## TASK STATEMENT
From the records, pick out and copy each line containing "rooted".
Start of PROVIDED MATERIAL
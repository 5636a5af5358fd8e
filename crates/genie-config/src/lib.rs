//! Configuration file handling for Genie.
//!
//! This crate provides configuration loading from `.genie.toml` files with
//! support for merging with CLI arguments and defaults.
//!
//! # Example
//!
//! ```
//! use genie_config::{Config, load_config};
//! use std::path::Path;
//!
//! // Load config from a directory (looks for .genie.toml)
//! let config = load_config(Path::new(".")).expect("load config");
//!
//! if config.read_only() {
//!     println!("generated files will be read-only");
//! }
//! ```

use std::path::{Path, PathBuf};
use std::time::Duration;

use anyhow::{Context, Result};
use serde::{Deserialize, Serialize};

/// Default configuration file name
pub const CONFIG_FILE: &str = ".genie.toml";

/// Get the config file path for a directory
pub fn config_path(dir: &Path) -> PathBuf {
    dir.join(CONFIG_FILE)
}

/// Complete genie configuration
#[derive(Debug, Clone, Default, Serialize, Deserialize)]
pub struct Config {
    /// Generation behavior configuration
    #[serde(default)]
    generate: GenerateConfig,
    /// Formatter configuration
    #[serde(default)]
    formatter: FormatterConfig,
    /// Validation configuration
    #[serde(default)]
    validate: ValidateConfig,
    /// Target lock configuration
    #[serde(default)]
    lock: LockConfig,
}

impl Config {
    /// Create a new config with defaults
    pub fn new() -> Self {
        Self::default()
    }

    /// Whether generated files should end up read-only
    pub fn read_only(&self) -> bool {
        self.generate.read_only
    }

    /// Explicit formatter config path, if configured
    pub fn formatter_config(&self) -> Option<&Path> {
        self.formatter.config_path.as_deref()
    }

    /// Package-name globs excluded from recomposition validation
    pub fn validate_exclude(&self) -> &[String] {
        &self.validate.exclude
    }

    /// Target lock TTL
    pub fn lock_ttl(&self) -> Result<Duration> {
        match &self.lock.ttl {
            Some(text) => humantime::parse_duration(text)
                .with_context(|| format!("invalid lock.ttl duration: {}", text)),
            None => Ok(Duration::from_secs(120)),
        }
    }
}

#[derive(Debug, Clone, Default, Serialize, Deserialize)]
struct GenerateConfig {
    #[serde(default)]
    read_only: bool,
}

#[derive(Debug, Clone, Default, Serialize, Deserialize)]
struct FormatterConfig {
    #[serde(default)]
    config_path: Option<PathBuf>,
}

#[derive(Debug, Clone, Default, Serialize, Deserialize)]
struct ValidateConfig {
    #[serde(default)]
    exclude: Vec<String>,
}

#[derive(Debug, Clone, Default, Serialize, Deserialize)]
struct LockConfig {
    /// Human-readable duration, e.g. "120s" or "2m"
    #[serde(default)]
    ttl: Option<String>,
}

/// Load configuration from a directory, looking for `.genie.toml`.
///
/// A missing file yields the defaults; a malformed file is an error.
pub fn load_config(dir: &Path) -> Result<Config> {
    let path = config_path(dir);
    if !path.exists() {
        return Ok(Config::default());
    }

    let content = std::fs::read_to_string(&path)
        .with_context(|| format!("failed to read config file {}", path.display()))?;
    toml::from_str(&content)
        .with_context(|| format!("failed to parse config file {}", path.display()))
}
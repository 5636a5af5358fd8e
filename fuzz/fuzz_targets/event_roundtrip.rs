#![no_main]

use libfuzzer_sys::fuzz_target;

use genie_types::Event;

fuzz_target!(|data: &[u8]| {
    if let Ok(json) = std::str::from_utf8(data) {
        if let Ok(event) = serde_json::from_str::<Event>(json) {
            let serialized = serde_json::to_string(&event).expect("serialize");
            let _: Event = serde_json::from_str(&serialized).expect("roundtrip");
        }
    }
});
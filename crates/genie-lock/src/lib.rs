//! Filesystem-backed cross-process semaphore for Genie.
//!
//! A semaphore key maps to a directory holding one JSON file per holder
//! (`<holder>.lock`, contents `{"permits": n, "expiresAt": ms}`). Holder
//! files are written atomically via temp-then-rename, so the stored
//! atomicity is per holder file; permit counting across holders is
//! eventually consistent, which is acceptable because Genie only uses
//! `limit = 1`. Stale holders age out through the TTL.
//!
//! # Example
//!
//! ```
//! use genie_lock::{FsSemaphore, make_holder_id, DEFAULT_TTL};
//! use tempfile::tempdir;
//!
//! let dir = tempdir().expect("tempdir");
//! let semaphore = FsSemaphore::new(dir.path());
//! let holder = make_holder_id();
//!
//! assert!(semaphore.try_acquire("genie:file:/tmp/a", &holder, DEFAULT_TTL, 1, 1).expect("acquire"));
//! assert_eq!(semaphore.count("genie:file:/tmp/a").expect("count"), 1);
//! semaphore.release("genie:file:/tmp/a", &holder, 1).expect("release");
//! ```

use std::fs;
use std::path::{Path, PathBuf};
use std::sync::atomic::{AtomicU64, Ordering};
use std::sync::mpsc;
use std::time::Duration;

use anyhow::{Context, Result};
use chrono::Utc;
use serde::{Deserialize, Serialize};
use sha2::{Digest, Sha256};

/// Default holder TTL.
pub const DEFAULT_TTL: Duration = Duration::from_secs(120);

/// Holder file suffix.
pub const HOLDER_SUFFIX: &str = ".lock";

/// Poll interval for the release watcher.
const WATCH_INTERVAL: Duration = Duration::from_millis(100);

/// Information stored in a holder file.
#[derive(Debug, Clone, Serialize, Deserialize)]
pub struct HolderInfo {
    /// Permits held by this holder.
    pub permits: u32,
    /// Expiry as milliseconds since the epoch.
    #[serde(rename = "expiresAt")]
    pub expires_at: i64,
}

impl HolderInfo {
    fn is_expired(&self, now_ms: i64) -> bool {
        self.expires_at <= now_ms
    }
}

/// Root lock directory for a working directory:
/// `<OS temp>/genie-locks/<sha256(cwd)[:16]>`.
pub fn lock_root(cwd: &Path) -> PathBuf {
    let digest = Sha256::digest(cwd.to_string_lossy().as_bytes());
    let prefix = &hex::encode(digest)[..16];
    std::env::temp_dir().join("genie-locks").join(prefix)
}

/// Percent-encode a key or holder id for use as a file name.
pub fn encode_component(raw: &str) -> String {
    let mut encoded = String::with_capacity(raw.len());
    for byte in raw.bytes() {
        match byte {
            b'A'..=b'Z' | b'a'..=b'z' | b'0'..=b'9' | b'-' | b'_' | b'.' => {
                encoded.push(byte as char);
            }
            other => {
                encoded.push('%');
                encoded.push_str(&format!("{other:02X}"));
            }
        }
    }
    encoded
}

/// A stable holder id for the current task.
///
/// Combines hostname, pid, and a process-local counter so concurrent tasks
/// in one process hold distinct identities.
pub fn make_holder_id() -> String {
    static COUNTER: AtomicU64 = AtomicU64::new(0);
    let hostname = gethostname::gethostname().to_string_lossy().to_string();
    let task = COUNTER.fetch_add(1, Ordering::Relaxed);
    format!("{hostname}-{}-{task}", std::process::id())
}

/// Filesystem-backed multi-holder semaphore.
#[derive(Debug, Clone)]
pub struct FsSemaphore {
    lock_dir: PathBuf,
}

impl FsSemaphore {
    /// Semaphore rooted at an explicit lock directory.
    pub fn new(lock_dir: impl Into<PathBuf>) -> Self {
        Self {
            lock_dir: lock_dir.into(),
        }
    }

    /// Semaphore rooted at the conventional per-cwd lock directory.
    pub fn for_cwd(cwd: &Path) -> Self {
        Self::new(lock_root(cwd))
    }

    pub fn lock_dir(&self) -> &Path {
        &self.lock_dir
    }

    fn key_dir(&self, key: &str) -> PathBuf {
        self.lock_dir.join(encode_component(key))
    }

    fn holder_path(&self, key: &str, holder: &str) -> PathBuf {
        self.key_dir(key)
            .join(format!("{}{}", encode_component(holder), HOLDER_SUFFIX))
    }

    /// Try to take `permits` permits on `key` for `holder`.
    ///
    /// Our own expired holder file is discarded first; active permits of all
    /// other holders are summed, and the acquisition succeeds iff the sum
    /// plus the requested permits stays within `limit`.
    pub fn try_acquire(
        &self,
        key: &str,
        holder: &str,
        ttl: Duration,
        limit: u32,
        permits: u32,
    ) -> Result<bool> {
        let now_ms = Utc::now().timestamp_millis();
        let own_path = self.holder_path(key, holder);

        if let Some(own) = read_holder(&own_path)? {
            if own.is_expired(now_ms) {
                let _ = fs::remove_file(&own_path);
            }
        }

        let mut other_permits = 0u32;
        for (path, info) in self.read_holders(key)? {
            if path == own_path {
                continue;
            }
            if info.is_expired(now_ms) {
                continue;
            }
            other_permits = other_permits.saturating_add(info.permits);
        }

        if other_permits.saturating_add(permits) > limit {
            return Ok(false);
        }

        let info = HolderInfo {
            permits,
            expires_at: now_ms + ttl.as_millis() as i64,
        };
        self.write_holder(&own_path, &info)?;
        Ok(true)
    }

    /// Release up to `permits` permits; returns the number actually released.
    pub fn release(&self, key: &str, holder: &str, permits: u32) -> Result<u32> {
        let own_path = self.holder_path(key, holder);
        let Some(own) = read_holder(&own_path)? else {
            return Ok(0);
        };

        let released = own.permits.min(permits);
        let remaining = own.permits - released;

        if remaining == 0 {
            let _ = fs::remove_file(&own_path);
            // Remove the key dir when it emptied; best-effort, another holder
            // may race a new file in.
            let _ = fs::remove_dir(self.key_dir(key));
        } else {
            self.write_holder(
                &own_path,
                &HolderInfo {
                    permits: remaining,
                    ..own
                },
            )?;
        }
        Ok(released)
    }

    /// Extend our holder's TTL.
    ///
    /// Fails (returns `false`) when the holder file is absent or already
    /// expired; the permit count only ever shrinks on refresh.
    pub fn refresh(
        &self,
        key: &str,
        holder: &str,
        ttl: Duration,
        permits: u32,
    ) -> Result<bool> {
        let now_ms = Utc::now().timestamp_millis();
        let own_path = self.holder_path(key, holder);
        let Some(own) = read_holder(&own_path)? else {
            return Ok(false);
        };
        if own.is_expired(now_ms) {
            let _ = fs::remove_file(&own_path);
            return Ok(false);
        }

        self.write_holder(
            &own_path,
            &HolderInfo {
                permits: permits.min(own.permits),
                expires_at: now_ms + ttl.as_millis() as i64,
            },
        )?;
        Ok(true)
    }

    /// Sum of active permits across all holders of `key`.
    pub fn count(&self, key: &str) -> Result<u32> {
        let now_ms = Utc::now().timestamp_millis();
        let mut total = 0u32;
        for (_, info) in self.read_holders(key)? {
            if !info.is_expired(now_ms) {
                total = total.saturating_add(info.permits);
            }
        }
        Ok(total)
    }

    /// Watch `key`'s directory and emit whenever its holder set changes.
    ///
    /// The watcher polls; I/O errors are absorbed (a vanished directory reads
    /// as an empty holder set). Dropping the returned watcher stops the
    /// polling thread.
    pub fn watch_releases(&self, key: &str) -> ReleaseWatcher {
        let (sender, receiver) = mpsc::channel();
        let stop = std::sync::Arc::new(std::sync::atomic::AtomicBool::new(false));
        let semaphore = self.clone();
        let key = key.to_string();
        let stop_flag = std::sync::Arc::clone(&stop);

        std::thread::spawn(move || {
            let mut last = semaphore.holder_snapshot(&key);
            while !stop_flag.load(Ordering::Relaxed) {
                std::thread::sleep(WATCH_INTERVAL);
                let current = semaphore.holder_snapshot(&key);
                if current != last {
                    last = current;
                    if sender.send(()).is_err() {
                        break;
                    }
                }
            }
        });

        ReleaseWatcher { receiver, stop }
    }

    /// Block until `permits` permits are acquired or `deadline` elapses.
    pub fn acquire_blocking(
        &self,
        key: &str,
        holder: &str,
        ttl: Duration,
        limit: u32,
        permits: u32,
        deadline: Duration,
    ) -> Result<bool> {
        let started = std::time::Instant::now();
        if self.try_acquire(key, holder, ttl, limit, permits)? {
            return Ok(true);
        }

        let releases = self.watch_releases(key);
        while started.elapsed() < deadline {
            let remaining = deadline.saturating_sub(started.elapsed());
            let _ = releases.recv_timeout(remaining.min(WATCH_INTERVAL * 2));
            if self.try_acquire(key, holder, ttl, limit, permits)? {
                return Ok(true);
            }
        }
        Ok(false)
    }

    fn holder_snapshot(&self, key: &str) -> Vec<(PathBuf, u32, i64)> {
        self.read_holders(key)
            .unwrap_or_default()
            .into_iter()
            .map(|(path, info)| (path, info.permits, info.expires_at))
            .collect()
    }

    fn read_holders(&self, key: &str) -> Result<Vec<(PathBuf, HolderInfo)>> {
        let dir = self.key_dir(key);
        let entries = match fs::read_dir(&dir) {
            Ok(entries) => entries,
            Err(e) if e.kind() == std::io::ErrorKind::NotFound => return Ok(Vec::new()),
            Err(e) => {
                return Err(e).with_context(|| format!("failed to list {}", dir.display()));
            }
        };

        let mut holders = Vec::new();
        for entry in entries {
            let Ok(entry) = entry else { continue };
            let path = entry.path();
            if path.extension().is_none_or(|ext| ext != "lock") {
                continue;
            }
            if let Some(info) = read_holder(&path)? {
                holders.push((path, info));
            }
        }
        holders.sort_by(|a, b| a.0.cmp(&b.0));
        Ok(holders)
    }

    fn write_holder(&self, path: &Path, info: &HolderInfo) -> Result<()> {
        let dir = path
            .parent()
            .context("holder path has no parent directory")?;
        fs::create_dir_all(dir)
            .with_context(|| format!("failed to create lock dir {}", dir.display()))?;

        let json = serde_json::to_string(info).context("failed to serialize holder info")?;
        let tmp_path = path.with_extension("tmp");
        fs::write(&tmp_path, json)
            .with_context(|| format!("failed to write holder tmp file {}", tmp_path.display()))?;
        fs::rename(&tmp_path, path)
            .with_context(|| format!("failed to rename holder file to {}", path.display()))?;
        Ok(())
    }
}

/// Stream of holder-set change notifications for one key.
#[derive(Debug)]
pub struct ReleaseWatcher {
    receiver: mpsc::Receiver<()>,
    stop: std::sync::Arc<std::sync::atomic::AtomicBool>,
}

impl ReleaseWatcher {
    /// Wait up to `timeout` for a change notification.
    pub fn recv_timeout(&self, timeout: Duration) -> Result<(), mpsc::RecvTimeoutError> {
        self.receiver.recv_timeout(timeout)
    }
}

impl Drop for ReleaseWatcher {
    fn drop(&mut self) {
        self.stop.store(true, Ordering::Relaxed);
    }
}

/// Read holder info from a path; a missing or corrupt file reads as absent.
fn read_holder(path: &Path) -> Result<Option<HolderInfo>> {
    let content = match fs::read_to_string(path) {
        Ok(content) => content,
        Err(e) if e.kind() == std::io::ErrorKind::NotFound => return Ok(None),
        Err(e) => {
            return Err(e).with_context(|| format!("failed to read holder file {}", path.display()));
        }
    };
    match serde_json::from_str(&content) {
        Ok(info) => Ok(Some(info)),
        Err(_) => {
            // Corrupt holder files are treated as stale and removed.
            let _ = fs::remove_file(path);
            Ok(None)
        }
    }
}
End of PROVIDED MATERIAL
## TASK RESULT
    /// Semaphore rooted at an explicit lock directory.
    /// Semaphore rooted at the conventional per-cwd lock directory.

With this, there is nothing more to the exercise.